UN urges global Covid-19 vaccine plan
Alarm raised on just 10 nations receiving 75% of doses while 130 have had none
NEW YORK: The United Nations led calls for a coordinated global effort to vaccinate against Covid-19, warning that gaping inequities in initial efforts put the whole planet at risk.
Foreign ministers met virtually for a first-ever UN Security Council session on vaccinations called by current chair Britain, which said the world had a “moral duty” to act against the pandemic that has killed more than 2.4 million people.
Secretary-General Antonio Guterres voiced alarm that just 10 nations have administered 75% of doses so far – and 130 countries have had none at all.
“The world urgently needs a global vaccination plan to bring together all those with the required power, scientific expertise and production and financial capacities,” Guterres said.
He said the Group of 20 major economies was in the best position to set up a task force on financing and implementation of global vaccinations and offered full support of the United Nations.
“If the virus is allowed to spread like wildfire in the Global South, it will mutate again and again. New variants could become more transmissible, more deadly and, potentially, threaten the effectiveness of current vaccines,” Guterres said.
“This can prolong the pandemic, enabling the virus to come back to plague the Global North.”
Henrietta Fore, head of the UN children’s agency Unicef, said: “The only way out of this pandemic for any of us is to ensure vaccinations are available for all of us.”
Mexican Foreign Minister Marcelo Ebrard denounced the “injustice” of what he called a “deepening gap” as wealthy countries “monopolise the vaccines”.
There is already a plan to help developing nations – Covax is an initiative funded by donors and governments that aims to procure two billion vaccine doses in 2021 with options for a further billion.

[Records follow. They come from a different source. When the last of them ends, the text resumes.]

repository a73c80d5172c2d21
use std::fmt;
use std::str::FromStr;

use serde::{Deserialize, Serialize};

use crate::error::TypeError;

/// Identifies one of the two independent ledgers.
///
/// The chains share the block shape and algorithms but never reference each
/// other: tampering with one cannot affect verification of the other.
#[derive(Clone, Copy, Debug, PartialEq, Eq, Hash, PartialOrd, Ord, Serialize, Deserialize)]
#[serde(rename_all = "lowercase")]
pub enum ChainId {
    /// Fund-release records.
    Fund,
    /// Project records.
    Project,
}

impl ChainId {
    /// Both chains, in a stable order.
    pub const ALL: [ChainId; 2] = [ChainId::Fund, ChainId::Project];

    /// Lowercase name used in routes, logs, and configuration.
    pub fn as_str(&self) -> &'static str {
        match self {
            Self::Fund => "fund",
            Self::Project => "project",
        }
    }

    /// Relational table holding this chain's blocks.
    pub fn table_name(&self) -> &'static str {
        match self {
            Self::Fund => "fund_chain",
            Self::Project => "project_chain",
        }
    }

    /// Column holding the serialized payload in [`Self::table_name`].
    pub fn payload_column(&self) -> &'static str {
        match self {
            Self::Fund => "fund_data",
            Self::Project => "project_data",
        }
    }
}

impl fmt::Display for ChainId {
    fn fmt(&self, f: &mut fmt::Formatter<'_>) -> fmt::Result {
        f.write_str(self.as_str())
    }
}

impl FromStr for ChainId {
    type Err = TypeError;

    fn from_str(s: &str) -> Result<Self, Self::Err> {
        match s.trim().to_ascii_lowercase().as_str() {
            "fund" => Ok(Self::Fund),
            "project" => Ok(Self::Project),
            other => Err(TypeError::UnknownChain(other.to_string())),
        }
    }
}
use serde::{Deserialize, Serialize};
use serde_json::{Map, Value};

use crate::error::TypeError;
use crate::hash::BlockHash;

/// A block's opaque record: field name → value.
///
/// Fund and project data are stored verbatim so they can be replayed into the
/// hash computation and displayed.
pub type Payload = Map<String, Value>;

/// One immutable, ordered entry in a chain.
///
/// A block is created exactly once by an append and never updated through
/// the ledger API. Any later change to a stored block is tampering.
#[derive(Clone, Debug, PartialEq, Serialize, Deserialize)]
pub struct Block {
    /// Position in the chain, starting at 0 with no gaps.
    pub index: u64,
    /// Creation time in milliseconds since the UNIX epoch.
    pub timestamp: i64,
    /// The fund-release or project record.
    pub payload: Payload,
    /// Hash of the previous block, `None` for the genesis block.
    pub prev_hash: Option<BlockHash>,
    /// Digest over `(index, timestamp, canonical(payload), prev_hash)`.
    pub block_hash: BlockHash,
    /// Authenticity tag over `block_hash`, hex-encoded.
    pub signature: String,
    /// Stored columns that could not be decoded, kept verbatim.
    ///
    /// Always empty for blocks built by an append. A non-empty list means the
    /// stored row was edited out-of-band; the matching typed fields then hold
    /// placeholders and must not be trusted.
    #[serde(default, skip_serializing_if = "Vec::is_empty")]
    pub undecodable: Vec<Undecodable>,
}

/// A stored block column, named as in the relational layout.
#[derive(Clone, Copy, Debug, PartialEq, Eq, Hash, PartialOrd, Ord, Serialize, Deserialize)]
#[serde(rename_all = "snake_case")]
pub enum BlockField {
    Index,
    Timestamp,
    Payload,
    PrevHash,
    BlockHash,
    Signature,
}

/// Raw text of a column that does not decode into its typed field.
#[derive(Clone, Debug, PartialEq, Eq, Serialize, Deserialize)]
pub struct Undecodable {
    pub field: BlockField,
    pub raw: String,
}

impl Block {
    /// Returns `true` for the first block of a chain.
    pub fn is_genesis(&self) -> bool {
        self.index == 0
    }

    /// Returns `true` if the stored form of `field` did not decode.
    pub fn is_undecodable(&self, field: BlockField) -> bool {
        self.undecodable.iter().any(|u| u.field == field)
    }
}

/// Convert an arbitrary JSON value into a payload.
///
/// Only objects are accepted: a payload is a field→value mapping.
pub fn payload_from_value(value: Value) -> Result<Payload, TypeError> {
    match value {
        Value::Object(map) => Ok(map),
        Value::Null => Err(TypeError::PayloadNotObject("null")),
        Value::Bool(_) => Err(TypeError::PayloadNotObject("boolean")),
        Value::Number(_) => Err(TypeError::PayloadNotObject("number")),
        Value::String(_) => Err(TypeError::PayloadNotObject("string")),
        Value::Array(_) => Err(TypeError::PayloadNotObject("array")),
    }
}
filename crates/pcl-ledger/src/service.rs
use std::path::Path;
use std::sync::Arc;
use std::time::Duration;

use pcl_crypto::BlockSigner;
use pcl_store::{InMemoryLedgerStore, LedgerStore, SqliteLedgerStore};
use pcl_types::{Block, ChainId, Payload};

use crate::error::{LedgerError, LedgerResult};
use crate::manager::{ChainManager, ChainSummary};
use crate::verification::VerificationReport;

/// Facade over the fund and project chains.
///
/// Stateless beyond routing: every call is delegated to the chain's
/// [`ChainManager`] and its result returned unchanged.
#[derive(Debug)]
pub struct ChainService {
    fund: ChainManager,
    project: ChainManager,
}

impl ChainService {
    /// Wire two managers. Each must own the chain it is passed for.
    pub fn new(fund: ChainManager, project: ChainManager) -> LedgerResult<Self> {
        for (expected, manager) in [(ChainId::Fund, &fund), (ChainId::Project, &project)] {
            if manager.chain() != expected {
                return Err(LedgerError::ChainMismatch {
                    expected,
                    found: manager.chain(),
                });
            }
        }
        Ok(Self { fund, project })
    }

    /// Both chains held in memory.
    pub fn in_memory(signer: Arc<dyn BlockSigner>) -> Self {
        Self {
            fund: ChainManager::new(
                Arc::new(InMemoryLedgerStore::new(ChainId::Fund)),
                Arc::clone(&signer),
            ),
            project: ChainManager::new(
                Arc::new(InMemoryLedgerStore::new(ChainId::Project)),
                signer,
            ),
        }
    }

    /// Both chains in one SQLite file, each in its own table.
    pub fn sqlite(
        path: &Path,
        busy_timeout: Duration,
        signer: Arc<dyn BlockSigner>,
    ) -> LedgerResult<Self> {
        let fund = SqliteLedgerStore::open(path, ChainId::Fund, busy_timeout)?;
        let project = SqliteLedgerStore::with_connection(fund.connection(), ChainId::Project)?;
        let fund: Arc<dyn LedgerStore> = Arc::new(fund);
        let project: Arc<dyn LedgerStore> = Arc::new(project);
        Ok(Self {
            fund: ChainManager::new(fund, Arc::clone(&signer)),
            project: ChainManager::new(project, signer),
        })
    }

    /// The manager for `chain`.
    pub fn manager(&self, chain: ChainId) -> &ChainManager {
        match chain {
            ChainId::Fund => &self.fund,
            ChainId::Project => &self.project,
        }
    }

    pub fn add_block(&self, chain: ChainId, payload: Payload) -> LedgerResult<Block> {
        self.manager(chain).add_block(payload)
    }

    pub fn get_chain(&self, chain: ChainId) -> LedgerResult<Vec<Block>> {
        self.manager(chain).get_chain()
    }

    pub fn verify_chain(&self, chain: ChainId) -> LedgerResult<bool> {
        self.manager(chain).verify_chain()
    }

    pub fn verify_chain_detailed(&self, chain: ChainId) -> LedgerResult<VerificationReport> {
        self.manager(chain).verify_chain_detailed()
    }

    pub fn summary(&self, chain: ChainId) -> LedgerResult<ChainSummary> {
        self.manager(chain).summary()
    }
}
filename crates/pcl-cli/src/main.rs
use clap::Parser;

mod cli;
mod commands;

fn main() -> anyhow::Result<()> {
    let cli = cli::Cli::parse();
    let level = if cli.verbose {
        tracing::Level::DEBUG
    } else {
        tracing::Level::INFO
    };
    tracing_subscriber::fmt().with_max_level(level).init();
    commands::run_command(cli)
}
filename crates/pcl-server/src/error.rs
use axum::http::StatusCode;
use axum::response::{IntoResponse, Response};
use axum::Json;
use pcl_ledger::LedgerError;
use serde_json::json;
use thiserror::Error;

#[derive(Debug, Error)]
pub enum ServerError {
    #[error("invalid payload: {0}")]
    InvalidPayload(String),

    #[error("ledger error: {0}")]
    Ledger(#[from] LedgerError),

    #[error("configuration error: {0}")]
    Config(String),

    #[error("I/O error: {0}")]
    Io(#[from] std::io::Error),

    #[error("internal error: {0}")]
    Internal(String),
}

impl ServerError {
    /// Caller mistakes are 4xx; a storage outage is a service fault, never
    /// "chain invalid".
    pub fn status(&self) -> StatusCode {
        match self {
            Self::InvalidPayload(_) => StatusCode::BAD_REQUEST,
            Self::Ledger(LedgerError::Encoding(_)) => StatusCode::BAD_REQUEST,
            Self::Ledger(LedgerError::Storage(_)) => StatusCode::SERVICE_UNAVAILABLE,
            Self::Ledger(LedgerError::ChainMismatch { .. })
            | Self::Config(_)
            | Self::Io(_)
            | Self::Internal(_) => StatusCode::INTERNAL_SERVER_ERROR,
        }
    }
}

impl IntoResponse for ServerError {
    fn into_response(self) -> Response {
        let status = self.status();
        if status.is_server_error() {
            tracing::error!(error = %self, "request failed");
        }
        (
            status,
            Json(json!({"success": false, "error": self.to_string()})),
        )
            .into_response()
    }
}

pub type ServerResult<T> = Result<T, ServerError>;
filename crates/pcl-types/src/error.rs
use thiserror::Error;

/// Errors produced by type operations.
#[derive(Debug, Error, PartialEq, Eq)]
pub enum TypeError {
    #[error("invalid hex string: {0}")]
    InvalidHex(String),

    #[error("invalid byte length: expected {expected}, got {actual}")]
    InvalidLength { expected: usize, actual: usize },

    #[error("unknown chain: {0}")]
    UnknownChain(String),

    #[error("payload must be a JSON object, got {0}")]
    PayloadNotObject(&'static str),
}
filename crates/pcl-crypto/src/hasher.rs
use pcl_types::{Block, BlockHash, Payload};

use crate::canonical::canonical_payload;

/// Domain-separated BLAKE3 block hasher.
///
/// The digest covers `(index, timestamp, canonical(payload), prev_hash)`.
/// Appending and re-verifying must go through the same hasher so that a
/// stored block always reproduces its own hash.
pub struct BlockHasher {
    domain: &'static str,
}

impl BlockHasher {
    /// Hasher for ledger blocks.
    pub const BLOCK: Self = Self {
        domain: "pcl-block-v1",
    };

    /// Create a hasher with a custom domain tag.
    pub const fn new(domain: &'static str) -> Self {
        Self { domain }
    }

    /// Hash a block's canonical fields.
    pub fn hash(
        &self,
        index: u64,
        timestamp: i64,
        payload: &Payload,
        prev_hash: Option<&BlockHash>,
    ) -> Result<BlockHash, HasherError> {
        let encoded = canonical_payload(payload)?;

        let mut hasher = blake3::Hasher::new();
        hasher.update(self.domain.as_bytes());
        hasher.update(b":");
        hasher.update(&index.to_le_bytes());
        hasher.update(&timestamp.to_le_bytes());
        match prev_hash {
            Some(prev) => {
                hasher.update(&[1]);
                hasher.update(prev.as_bytes());
            }
            None => {
                hasher.update(&[0]);
            }
        }
        hasher.update(&(encoded.len() as u64).to_le_bytes());
        hasher.update(&encoded);
        Ok(BlockHash::from_hash(*hasher.finalize().as_bytes()))
    }

    /// Recompute a stored block's hash from its own fields.
    pub fn hash_block(&self, block: &Block) -> Result<BlockHash, HasherError> {
        self.hash(
            block.index,
            block.timestamp,
            &block.payload,
            block.prev_hash.as_ref(),
        )
    }

    /// Returns `true` if the block's stored hash matches its fields.
    pub fn verify(&self, block: &Block) -> Result<bool, HasherError> {
        Ok(self.hash_block(block)? == block.block_hash)
    }

    /// The domain tag used by this hasher.
    pub fn domain(&self) -> &str {
        self.domain
    }
}

/// Errors from hashing operations.
#[derive(Debug, thiserror::Error, PartialEq, Eq)]
pub enum HasherError {
    #[error("payload cannot be encoded: {0}")]
    Encoding(String),
}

Covax will soon be able to start delivery of vaccines after the World Health Organisation approved the shot developed by AstraZeneca, on which the initiative is almost entirely reliant in its first wave.
But aid groups say many people still risk being left out due to a shortfall in Covax funding to arrange the administration and delicate transportation of vaccines.
In his first Security Council appearance, US Secretary of State Antony Blinken vowed President Joe Biden’s administration would take a leadership role after reversing Donald Trump’s decision to pull out of the World Health Organisation.
Blinken said the United States would pay up its more than US$200mil (RM807mil) in obligations to the UN body by the end of the month and make a “significant” contribution to Covax.